_WHAT THE TASK ASKS_: Show every line in the records below that contains the word "JobAction".

━━ PROVIDED ENTRIES

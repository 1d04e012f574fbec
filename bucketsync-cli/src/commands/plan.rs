//! `bucketsync plan`: list the jobs a sync would run.

use anyhow::{Context, Result};
use clap::Args;
use colored::Colorize;
use tabled::{settings::Style, Table, Tabled};

use bucketsync_core::{Job, JobAction};
use bucketsync_sync::{pipeline, TracingObserver};

use super::settings::{open_store, SettingsArgs};

/// Arguments for `bucketsync plan`.
#[derive(Args, Debug)]
pub struct PlanArgs {
    #[command(flatten)]
    pub settings: SettingsArgs,

    /// Emit machine-readable JSON.
    #[arg(long)]
    pub json: bool,
}

#[derive(Tabled)]
struct JobRow {
    #[tabled(rename = "action")]
    action: String,
    #[tabled(rename = "local")]
    local: String,
    #[tabled(rename = "remote")]
    remote: String,
}

impl PlanArgs {
    pub async fn run(self) -> Result<()> {
        let settings = self.settings.resolve()?;
        let store = open_store(&settings).await?;
        let jobs = pipeline::plan(&settings, store.as_ref(), &TracingObserver)
            .await
            .context("planning failed")?;

        if self.json {
            println!("{}", serde_json::to_string_pretty(&jobs)?);
            return Ok(());
        }

        print_table(&jobs);
        Ok(())
    }
}

fn print_table(jobs: &[Job]) {
    if jobs.is_empty() {
        println!("Nothing to do.");
        return;
    }

    let rows: Vec<JobRow> = jobs
        .iter()
        .map(|job| JobRow {
            action: action_label(job.action()),
            local: job.local().unwrap_or("-").to_string(),
            remote: job.remote().to_string(),
        })
        .collect();
    let mut table = Table::new(rows);
    table.with(Style::rounded());
    println!("{table}");
    println!("{} job(s) planned", jobs.len().to_string().bold());
}

fn action_label(action: JobAction) -> String {
    let label = action.to_string().to_uppercase();
    match action {
        JobAction::Upload => label.green().to_string(),
        JobAction::Redirect => label.cyan().to_string(),
        JobAction::Delete => label.red().to_string(),
        JobAction::InvalidateCache => label.yellow().to_string(),
    }
}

━━━━

_RESULT OF THIS EXERCISE_:
use bucketsync_core::{Job, JobAction};
fn action_label(action: JobAction) -> String {
        JobAction::Upload => label.green().to_string(),
        JobAction::Redirect => label.cyan().to_string(),
        JobAction::Delete => label.red().to_string(),
        JobAction::InvalidateCache => label.yellow().to_string(),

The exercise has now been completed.